Over the Rainbow: Your Life’s Purpose

An illustration I did for a notecard as a gift for Maria Shriver's 50th  birthday.

This illustration graced notecards I did as a gift for Maria Shriver’s 50th birthday.

“The two most important days in your life are the day you are born and the day you find out why.” – Mark Twain

Everyone’s life has a calling. We all come here to fulfill a sacred duty. I am an artist. For as long as I can remember, I’ve been creating things. My aunt recalls me, at age three, playing with a handkerchief for hours. I would fold and form it into different props for my land of make-believe. Although I came here with special talents, I now know they’re not the reason for my existence. My artistic ability is woven through the fabric of my soul to support and help manifest why I was born.

What is a calling? It is different from your talents? Your gifts, personality, and brain power are all part of the intricacies of your soul, set in place to help support your life’s purpose. In the Bhagavad Gita this purpose is referred to as your dharma. It is our soul’s mission, the reason we were born. How do we find our vocation? One thing is certain, although clues may come from the outside, the concrete knowing always come from within.
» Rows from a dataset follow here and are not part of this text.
use log::error;

use crate::domain::availability::{self, Slot};
use crate::domain::types::SpaceId;
use crate::repository::{AvailabilityReader, SpaceReader};

use super::{ServiceError, ServiceResult};

/// Decide whether a space can take the requested slot.
///
/// Fails closed when the space does not exist. The date is structurally open
/// when no windows are configured for it, or when at least one window fully
/// contains the slot. Given openness, any overlapping booking denies the
/// slot. Read-only; the authoritative re-check happens again inside the
/// booking write transaction.
pub fn check_slot<R>(repo: &R, space_id: SpaceId, slot: &Slot) -> ServiceResult<bool>
where
    R: SpaceReader + AvailabilityReader,
{
    let space = repo.get_space_by_id(space_id).map_err(|e| {
        error!("Failed to load space {space_id}: {e}");
        ServiceError::from(e)
    })?;
    if space.is_none() {
        return Ok(false);
    }

    let windows = repo.list_windows(space_id, slot.date).map_err(|e| {
        error!("Failed to list availability windows for space {space_id}: {e}");
        ServiceError::from(e)
    })?;
    if !availability::is_structurally_open(&windows, slot) {
        return Ok(false);
    }

    let booked = repo.list_booked_intervals(space_id, slot.date).map_err(|e| {
        error!("Failed to list bookings for space {space_id}: {e}");
        ServiceError::from(e)
    })?;

    Ok(!availability::has_conflict(&booked, slot))
}

#[cfg(test)]
mod tests {
    use super::*;
    use crate::domain::booking::NewBooking;
    use crate::domain::space::{AvailabilityWindow, Space};
    use crate::domain::types::{
        Capacity, CustomerEmail, CustomerName, HourlyRate, PeopleCount, SpaceName,
    };
    use crate::repository::test::TestRepository;
    use chrono::{NaiveDate, NaiveTime};

    fn t(h: u32, m: u32) -> NaiveTime {
        NaiveTime::from_hms_opt(h, m, 0).unwrap()
    }

    fn date() -> NaiveDate {
        NaiveDate::from_ymd_opt(2026, 9, 1).unwrap()
    }

    fn space(id: i32) -> Space {
        Space {
            id: SpaceId::new(id).unwrap(),
            name: SpaceName::new(format!("Space {id}")).unwrap(),
            capacity: Capacity::new(10).unwrap(),
            hourly_rate: HourlyRate::new(500.0).unwrap(),
            description: None,
            type_name: "Meeting Room".to_string(),
            type_slug: "meeting-room".to_string(),
            city: "Leeds".to_string(),
            area: "Docklands".to_string(),
        }
    }

    fn window(space_id: i32, open: (u32, u32), close: (u32, u32)) -> AvailabilityWindow {
        AvailabilityWindow {
            space_id: SpaceId::new(space_id).unwrap(),
            date: date(),
            open_time: t(open.0, open.1),
            close_time: t(close.0, close.1),
        }
    }

    fn booking(space_id: i32, start: (u32, u32), end: (u32, u32)) -> NewBooking {
        NewBooking {
            space_id: SpaceId::new(space_id).unwrap(),
            date: date(),
            start_time: t(start.0, start.1),
            end_time: t(end.0, end.1),
            people_count: PeopleCount::new(2).unwrap(),
            customer_name: CustomerName::new("Test").unwrap(),
            customer_email: CustomerEmail::new("test@example.com").unwrap(),
            customer_phone: None,
            notes: None,
            total_price: 100.0,
        }
    }

    fn slot(start: (u32, u32), end: (u32, u32)) -> Slot {
        Slot::new(date(), t(start.0, start.1), t(end.0, end.1)).unwrap()
    }

    #[test]
    fn unknown_space_fails_closed() {
        let repo = TestRepository::new(vec![], vec![]);
        assert!(!check_slot(&repo, SpaceId::new(99).unwrap(), &slot((10, 0), (11, 0))).unwrap());
    }

    #[test]
    fn no_windows_and_no_bookings_is_available() {
        let repo = TestRepository::new(vec![space(1)], vec![]);
        assert!(check_slot(&repo, SpaceId::new(1).unwrap(), &slot((10, 0), (11, 0))).unwrap());
    }

    #[test]
    fn window_restricts_the_day() {
        let repo = TestRepository::new(vec![space(1)], vec![window(1, (9, 0), (12, 0))]);
        let id = SpaceId::new(1).unwrap();
        assert!(check_slot(&repo, id, &slot((10, 0), (11, 0))).unwrap());
        assert!(!check_slot(&repo, id, &slot((11, 0), (13, 0))).unwrap());
    }

    #[test]
    fn overlapping_booking_denies_the_slot() {
        let repo = TestRepository::new(vec![space(1)], vec![])
            .with_bookings(vec![booking(1, (10, 0), (11, 0))]);
        let id = SpaceId::new(1).unwrap();
        assert!(!check_slot(&repo, id, &slot((10, 30), (11, 30))).unwrap());
        assert!(check_slot(&repo, id, &slot((11, 0), (12, 0))).unwrap());
    }
}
For a good portion of my life, I assumed my mission was to be an artist. Didn’t the skills I brought to Earth clearly indicate that? But after reading Stephen Cope’s illuminating book, The Great Work of Your Life, I discovered that my gifts are only a finger pointing to my dharma.  He explains, “If you bring forth what is within you it will save you. If you do not it will destroy you.” Reading that set me on the path of digging deeper to uncover what I am here to fulfill. I knew I had a talent for capturing the spirit of children in my drawings and paintings.  I love the whole process. But upon further examination, I came to the conclusion that this just scratches the surface of my true lifework.
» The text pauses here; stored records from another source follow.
use chrono::{NaiveDate, NaiveTime};
use serde::{Deserialize, Serialize};

use crate::domain::types::{Capacity, HourlyRate, LocationId, SpaceId, SpaceName, SpaceTypeId};

/// A bookable space together with its type and location reference data.
/// Read-only within a request.
#[derive(Debug, Clone, Serialize, Deserialize)]
pub struct Space {
    pub id: SpaceId,
    pub name: SpaceName,
    pub capacity: Capacity,
    pub hourly_rate: HourlyRate,
    pub description: Option<String>,
    pub type_name: String,
    /// Category slug; slugs outside the closed pricing set are allowed and
    /// price at the neutral multiplier.
    pub type_slug: String,
    pub city: String,
    pub area: String,
}

impl Space {
    /// Human-readable "area, city" label used in confirmations and listings.
    pub fn location_label(&self) -> String {
        format!("{}, {}", self.area, self.city)
    }
}

/// A category of bookable space (reference data).
#[derive(Debug, Clone, Serialize, Deserialize)]
pub struct SpaceType {
    pub id: SpaceTypeId,
    pub name: String,
    pub slug: String,
}

/// A city/area pair (reference data).
#[derive(Debug, Clone, Serialize, Deserialize)]
pub struct Location {
    pub id: LocationId,
    pub city: String,
    pub area: String,
}

impl Location {
    /// "area, city" label shown in suggestion lists.
    pub fn label(&self) -> String {
        format!("{}, {}", self.area, self.city)
    }
}

/// An explicit serving window for a space on a date. Absence of any window
/// for a (space, date) pair means the day is unrestricted.
#[derive(Debug, Clone, Copy, PartialEq, Eq, Serialize, Deserialize)]
pub struct AvailabilityWindow {
    pub space_id: SpaceId,
    pub date: NaiveDate,
    pub open_time: NaiveTime,
    pub close_time: NaiveTime,
}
A portrait where I was able to capture my subject’s beauty and essence. Clare is a favorite  painting of mine.

A portrait where I was able to capture my subject’s beauty and essence. “Clare” is a favorite painting of mine.

In an email from singer/song writer Rodney Crowell, I found my answer, “I notice things in your work I love about Renoir’s. Seeing soft beauty in the commonplace. Heaven on Earth if you will.” That’s it! I see the allure in the ordinary and reflect it back to my subjects and the world. I do that in my writing, too. We are all here on earth with the longing to be validated. There is not a heart that doesn’t yearn to be seen and loved for itself. In a society saturated with celebrity glitz and glam, my creations celebrate the extraordinary in the ordinary.

Does everyone have a calling that includes an obvious talent? I don’t think so. My sister Ann owned a cleaning business. And no, she didn’t have a passion for cleaning. Over the years, she discovered what filled her cup was to be of service. Explaining the new found contentment in her job she told me, “I clean toilets for a living. I had to figure out a way to find meaning in that. I realized my cleaning and organizational skills were a gift to my clients. When I began focusing on helping others, everything flipped.” Ann had claimed and named her dharma. After her epiphany she couldn’t satisfy all the requests she garnered for her services.

Not in Kansas Anymore

We are all put on this planet with a mission to actualize. I suspect every heart is heavy that has a song in it that’s left unsung. With all of our culture’s frenzy it is easy to overlook our unique gifts and what they were given to help us manifest. Once we answer the call of our life’s purpose, there is no going back. We feel more alive. We go from the mundane to Technicolor. Like Dorothy from The Wizard of Oz, we realize that we no longer live in the grey of Kansas but have landed in a world of living color. And along with challenges, we discover a place of truth and beauty.